For many people, including myself, I never knew the difference between reclaimed or new wood. Before getting into why you should choose reclaimed, it’s better to understand what reclaimed wood is. Reclaimed wood is rescued from old barns, factories, warehouses and even wine barrels that stood time for over hundreds of years. Old wood likely grew in a natural environment where it had to fight for nutrients and sun, making the wood strong and durable.
Why choose reclaimed?
Reclaimed wood is a sustainable and environmentally friendly material used in new construction or remodeling. Reclaimed hardwood flooring is often up to 40 points harder on the Janka hardness scale than comparable new flooring and making it less prone to warping or cracking. If you are installing flooring in a high traffic area, old wood could be a better option as it’s already proven to stand the test of time.
This antique wood, is not only durable, but also environmentally sound. A building using reclaimed lumber can even receive LEED® certification points for environmental responsibility. LEED-certified buildings are resource efficient as they use less water and energy and reduce greenhouse gas emissions. As an added bonus, they save money! In other words, you do your part helping the environment by purchasing reclaimed wood and what is more amazing than that?!
Did you know, most reclaimed lumber is salvaged from your own back yard? Not too long ago, WoodCo was able to salvage wood from the Joske’s building located in downtown San Antonio. It was known as the “Biggest Store in the Biggest State” until 1959 when Alaska joined the USA. It was then changed to the “Greatest Store in the Greatest State.” Many people who purchased the Joske’s wood took a piece of history home with them to live on for the remainder of time. Wouldn’t you love to own a piece of history as well?

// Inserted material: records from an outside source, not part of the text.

use crate::db::models::{Device, DeviceStatus};
use crate::db::schema::{SEED_DEVICES, SQLITE_INIT};
use crate::error::TrackerError;
use chrono::{DateTime, Utc};
use sqlx::sqlite::{SqliteConnectOptions, SqlitePoolOptions, SqliteRow};
use sqlx::{Pool, Row, Sqlite};
use std::str::FromStr;

pub type SqlitePool = Pool<Sqlite>;

/// Open a pool for `database_url`, creating the database file when absent.
pub async fn connect(
    database_url: &str,
    max_connections: u32,
) -> Result<SqlitePool, TrackerError> {
    let connect_opts = SqliteConnectOptions::from_str(database_url)?.create_if_missing(true);
    let pool = SqlitePoolOptions::new()
        .max_connections(max_connections)
        .connect_with(connect_opts)
        .await?;
    Ok(pool)
}

#[derive(Clone)]
pub struct DevicesStorage {
    pool: SqlitePool,
}

impl DevicesStorage {
    pub fn new(pool: SqlitePool) -> Self {
        Self { pool }
    }

    #[cfg(test)]
    pub(crate) fn pool(&self) -> &SqlitePool {
        &self.pool
    }

    /// Initialize the schema by executing the bundled DDL.
    pub async fn init_schema(&self) -> Result<(), TrackerError> {
        for stmt in SQLITE_INIT.split(';') {
            let s = stmt.trim();
            if s.is_empty() {
                continue;
            }
            sqlx::query(s).execute(&self.pool).await?;
        }
        Ok(())
    }

    /// Insert the seed list when the table is empty. Returns the number of rows inserted.
    pub async fn seed_if_empty(&self) -> Result<u64, TrackerError> {
        let mut tx = self.pool.begin().await?;

        let (count,): (i64,) = sqlx::query_as("SELECT COUNT(*) FROM devices")
            .fetch_one(&mut *tx)
            .await?;
        if count > 0 {
            tx.commit().await?;
            return Ok(0);
        }

        let mut inserted = 0;
        for name in SEED_DEVICES {
            inserted += sqlx::query("INSERT OR IGNORE INTO devices (name, status) VALUES (?, ?)")
                .bind(name)
                .bind(DeviceStatus::Available.as_str())
                .execute(&mut *tx)
                .await?
                .rows_affected();
        }

        tx.commit().await?;
        Ok(inserted)
    }

    #[cfg(test)]
    pub(crate) async fn count(&self) -> Result<i64, TrackerError> {
        let (count,): (i64,) = sqlx::query_as("SELECT COUNT(*) FROM devices")
            .fetch_one(&self.pool)
            .await?;
        Ok(count)
    }

    pub async fn list_all(&self) -> Result<Vec<Device>, TrackerError> {
        let rows = sqlx::query(
            r#"SELECT id, name, borrower, checked_out_date, status
               FROM devices ORDER BY name COLLATE NOCASE ASC"#,
        )
        .fetch_all(&self.pool)
        .await?;
        rows.into_iter().map(Self::row_to_model).collect()
    }

    #[cfg(test)]
    pub(crate) async fn get_by_name(&self, name: &str) -> Result<Option<Device>, TrackerError> {
        let row = sqlx::query(
            r#"SELECT id, name, borrower, checked_out_date, status
               FROM devices WHERE name = ?"#,
        )
        .bind(name)
        .fetch_optional(&self.pool)
        .await?;
        row.map(Self::row_to_model).transpose()
    }

    /// Mark `name` as checked out to `borrower` at `at`, whatever its current status.
    /// Returns the number of rows affected (0 when no device has that name).
    pub async fn checkout(
        &self,
        name: &str,
        borrower: &str,
        at: DateTime<Utc>,
    ) -> Result<u64, TrackerError> {
        let result = sqlx::query(
            r#"UPDATE devices SET
                borrower = ?,
                checked_out_date = ?,
                status = ?
              WHERE name = ?"#,
        )
        .bind(borrower)
        .bind(at.to_rfc3339())
        .bind(DeviceStatus::CheckedOut.as_str())
        .bind(name)
        .execute(&self.pool)
        .await?;
        Ok(result.rows_affected())
    }

    /// Clear the borrower of `name`. Returns the number of rows affected.
    pub async fn checkin(&self, name: &str) -> Result<u64, TrackerError> {
        let result = sqlx::query(
            r#"UPDATE devices SET
                borrower = NULL,
                checked_out_date = NULL,
                status = ?
              WHERE name = ?"#,
        )
        .bind(DeviceStatus::Available.as_str())
        .bind(name)
        .execute(&self.pool)
        .await?;
        Ok(result.rows_affected())
    }

    fn row_to_model(row: SqliteRow) -> Result<Device, TrackerError> {
        let id: i64 = row.try_get("id")?;
        let name: String = row.try_get("name")?;
        let borrower: Option<String> = row.try_get("borrower")?;
        let date_str: Option<String> = row.try_get("checked_out_date")?;
        let status_str: String = row.try_get("status")?;

        let checked_out_date = date_str
            .map(|s| {
                DateTime::parse_from_rfc3339(&s)
                    .map(|dt| dt.with_timezone(&Utc))
                    .map_err(|e| sqlx::Error::Decode(Box::new(e)))
            })
            .transpose()?;
        let status =
            DeviceStatus::from_str(&status_str).map_err(|e| sqlx::Error::Decode(Box::new(e)))?;

        Ok(Device {
            id,
            name,
            borrower,
            checked_out_date,
            status,
        })
    }
}
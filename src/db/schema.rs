//! SQL DDL and seed data for the device table.

/// SQLite schema with:
/// - `id` INTEGER PRIMARY KEY AUTOINCREMENT
/// - `name` UNIQUE, the identifier used by the HTTP API
/// - `checked_out_date` stored as RFC3339 text
/// - a CHECK tying `status` to the presence of `borrower` and `checked_out_date`
pub const SQLITE_INIT: &str = r#"
CREATE TABLE IF NOT EXISTS devices (
    id INTEGER PRIMARY KEY AUTOINCREMENT,
    name TEXT NOT NULL UNIQUE,
    borrower TEXT NULL,
    checked_out_date TEXT NULL,
    status TEXT NOT NULL DEFAULT 'available',
    CHECK (
        (status = 'available' AND borrower IS NULL AND checked_out_date IS NULL)
        OR (status = 'checked_out' AND borrower IS NOT NULL AND checked_out_date IS NOT NULL)
    )
);
"#;

/// Devices inserted the first time the table is found empty.
pub const SEED_DEVICES: [&str; 7] = [
    "iPhone 15",
    "iPhone 14",
    "Pixel 8",
    "Samsung Galaxy S24",
    "iPad Air",
    "Galaxy Tab S9",
    "Pixel Tablet",
];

Antiquity, durability, beauty and individuality are what make reclaimed wood the best choice for your next project.
The process of producing reclaimed flooring uses 13 times less cumulative energy than that of producing new wood flooring.
Reclaimed lumber is graded into three classes: low, mid, and high. Low grade reclaimed lumber is used for firewood and fuel. Mid-grade is used for shipping and crating. High grade gets refurbished and is used for furniture, siding, flooring, and more.
The Environmental Protection Agency estimates that demolished buildings can provide more than a billion feet of usable recycled lumber each year. Recycling this wood into flooring, furniture, and other products can greatly reduce demand for wood, preserving forests.